Questa è la lettura, incoraggiante ma senza ottimismi di maniera, da parte del Copasir, il Comitato parlamentare per il controllo sui Servizi presieduto da Adolfo Urso e che ha approvato (significativamente all’unanimità) un documento sulla sicurezza energetica italiana dopo la guerra scatenata dalla Russia in Ucraina. Un argomentato documento che è stato trasmesso ai presidenti della Camere e al Parlamento per l’uso che si renderà necessario e che è il risultato di una serie di audizioni promosse dalla presidenza del Copasir: nelle settimane scorse vi sono stati impegnati il presidente del Consiglio Draghi, il delegato ai Servizi Gabrielli, il Direttore generale del Dis, il Ministro della transizione ecologica, gli amministratori delegati di Enel, Eni e Snam.
La premessa dalla quale parte il documento del Copasir è molto netta: «L'invasione della Russia in Ucraina del 24 febbraio scorso costituisce uno spartiacque cruciale le cui dinamiche, ancora in corso, hanno investito - oltre ad evidenti profili di ordine militare, geopolitico, umanitario - anche gli aspetti propriamente attinenti alla sicurezza energetica». Sembrano parole scontate, ma cosa significhino lo aveva spiegato nella sua audizione il presidente Draghi: la guerra comporterà la nascita di un nuovo “campo” autosufficiente non solo in campo militare ma anche in quello energetico.

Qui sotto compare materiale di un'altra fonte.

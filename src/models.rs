//! Data models and structures
//!
//! Defines the caller-facing request and envelope shapes plus the process
//! configuration loaded at startup.

use crate::{Error, Result};
use serde::{Deserialize, Serialize};
use std::fmt;
use std::time::Duration;

pub const DEFAULT_GEMINI_BASE_URL: &str = "https://generativelanguage.googleapis.com";
pub const DEFAULT_GEMINI_MODEL: &str = "gemini-pro";

/// Body accepted by `POST /api/gemini`. Any other fields are ignored.
#[derive(Debug, Clone, Deserialize)]
pub struct InboundRequest {
    pub prompt: String,
}

impl InboundRequest {
    /// Decode and validate a raw request body.
    ///
    /// Anything that does not yield a non-empty string `prompt` is reported
    /// as [`Error::MissingPrompt`].
    pub fn parse(body: &[u8]) -> Result<Self> {
        serde_json::from_slice::<Self>(body)
            .ok()
            .filter(|request| !request.prompt.is_empty())
            .ok_or(Error::MissingPrompt)
    }
}

/// Envelope returned for every proxy call.
#[derive(Debug, Clone, Serialize, Deserialize, PartialEq)]
pub struct OutboundResponse {
    pub success: bool,
    #[serde(skip_serializing_if = "Option::is_none")]
    pub response: Option<String>,
    #[serde(skip_serializing_if = "Option::is_none")]
    pub error: Option<String>,
    #[serde(skip_serializing_if = "Option::is_none")]
    pub details: Option<String>,
}

impl OutboundResponse {
    pub fn success(text: String) -> Self {
        Self {
            success: true,
            response: Some(text),
            error: None,
            details: None,
        }
    }

    pub fn failure(error: String, details: Option<String>) -> Self {
        Self {
            success: false,
            response: None,
            error: Some(error),
            details,
        }
    }
}

// Configuration
#[derive(Clone)]
pub struct Config {
    pub gemini_api_key: Option<String>,
    pub gemini_base_url: String,
    pub gemini_model: String,
    pub upstream_timeout: Option<Duration>,
}

impl Config {
    pub fn from_env() -> Result<Self> {
        dotenvy::dotenv().ok();
        Self::from_vars(|name| std::env::var(name).ok())
    }

    /// Build a config from an arbitrary variable lookup.
    pub fn from_vars<F>(lookup: F) -> Result<Self>
    where
        F: Fn(&str) -> Option<String>,
    {
        let upstream_timeout = match lookup("GEMINI_TIMEOUT_SECS") {
            Some(raw) => Some(parse_timeout(&raw)?),
            None => None,
        };

        Ok(Self {
            gemini_api_key: lookup("GEMINI_API_KEY").filter(|key| !key.trim().is_empty()),
            gemini_base_url: lookup("GEMINI_API_URL")
                .unwrap_or_else(|| DEFAULT_GEMINI_BASE_URL.to_string()),
            gemini_model: lookup("GEMINI_MODEL")
                .unwrap_or_else(|| DEFAULT_GEMINI_MODEL.to_string()),
            upstream_timeout,
        })
    }
}

fn parse_timeout(raw: &str) -> Result<Duration> {
    match raw.trim().parse::<u64>() {
        Ok(secs) if secs > 0 => Ok(Duration::from_secs(secs)),
        _ => Err(Error::Config(format!(
            "GEMINI_TIMEOUT_SECS must be a positive number of seconds, got '{}'",
            raw
        ))),
    }
}

impl fmt::Debug for Config {
    fn fmt(&self, f: &mut fmt::Formatter<'_>) -> fmt::Result {
        f.debug_struct("Config")
            .field(
                "gemini_api_key",
                &self.gemini_api_key.as_ref().map(|_| "<redacted>"),
            )
            .field("gemini_base_url", &self.gemini_base_url)
            .field("gemini_model", &self.gemini_model)
            .field("upstream_timeout", &self.upstream_timeout)
            .finish()
    }
}
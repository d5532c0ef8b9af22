use std::time::Duration;

use crossterm::style::Color;
use tracing::{debug, warn};

use super::display::TimerDisplay;
use crate::errors::AppResult;
use crate::utils::clock::Clock;
use crate::window::WindowFocus;

pub const DEFAULT_FLASHES: u32 = 5;
pub const DEFAULT_FLASH_DELAY: Duration = Duration::from_millis(200);

/// Attention signal at the end of a finished timer: raise the terminal
/// window, then flash the background green/black.
pub struct EndOfTimerNotifier<'a> {
    focus: &'a dyn WindowFocus,
    clock: &'a dyn Clock,
    flashes: u32,
    delay: Duration,
}

impl<'a> EndOfTimerNotifier<'a> {
    pub fn new(focus: &'a dyn WindowFocus, clock: &'a dyn Clock) -> Self {
        Self {
            focus,
            clock,
            flashes: DEFAULT_FLASHES,
            delay: DEFAULT_FLASH_DELAY,
        }
    }

    pub fn with_flashes(mut self, flashes: u32, delay: Duration) -> Self {
        self.flashes = flashes;
        self.delay = delay;
        self
    }

    pub fn notify(&self, display: &mut dyn TimerDisplay) -> AppResult<()> {
        if let Err(e) = self.focus.focus() {
            warn!("could not focus terminal window: {e}");
        }

        debug!(flashes = self.flashes, "flashing screen");
        for _ in 0..self.flashes {
            display.fill(Color::Green)?;
            self.clock.sleep(self.delay);
            display.fill(Color::Black)?;
            self.clock.sleep(self.delay);
        }
        Ok(())
    }
}
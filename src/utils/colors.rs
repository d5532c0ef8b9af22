/// ANSI color helper utilities for terminal output.
pub const RESET: &str = "\x1b[0m";
pub const BOLD: &str = "\x1b[1m";

pub const FG_RED: &str = "\x1b[31m";
pub const FG_YELLOW: &str = "\x1b[33m";
pub const GREY: &str = "\x1b[90m";

/// Goal line colour: grey before any work, yellow while below the goal,
/// reset once it is met.
pub fn color_for_goal(completed: u32, goal: u32) -> &'static str {
    if completed == 0 {
        GREY
    } else if completed < goal {
        FG_YELLOW
    } else {
        RESET
    }
}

Nel nuovo scenario, è scritto nel documento, l’Italia può giocare un ruolo di primo piano candidandosi, anche grazie alla peculiare posizione geografica, «al ruolo di hub energetico per l’intera Unione Europea». Si legge nel documento del Copasir: «Il nostro Paese vanta una rete trasmissiva per l’energia elettrica - quella di Terna – interconnessa con gli altri Paesi europei e con la sponda Sud del Mediterraneo, ancorché sia da potenziare per essere in grado di gestire la raccolta di energia prodotta da impianti a fonti rinnovabili. Allo stesso tempo, la rete di gasdotti - di proprietà di Snam - è la più ampia nel bacino del Mediterraneo, la seconda a livello europeo dopo quella gestita da Gazprom ed è in parte già predisposta per il trasporto di idrogeno». Il perno di questo politica non può che essere l’Eni già presente proprio nei Paesi che in questi giorni sono oggetto delle visite di Stato del governo italiano: Algeria, Angola, Congo, Mozambico.
La Germania, che da decenni si è messa nelle medesime condizioni di dipendenza dell’Italia dalla Russia, non ha le stesse “basi” di appoggio nei Paesi africani più interessanti e tuttavia il monito del Copasir al governo è quello di affrontare la nuova frontiera africana con quello che il presidente Urso sintetizza come «un differente approccio geopolitico». In altre parole si invoca una forte iniziativa di politica estera in Africa, con una speciale cura a diversificare gli interlocutori, spesso minati dall’instabilità politica. Per non ritrovarsi a bissare in Africa la condizione di dipendenza dai tubi provenienti dalla Russia.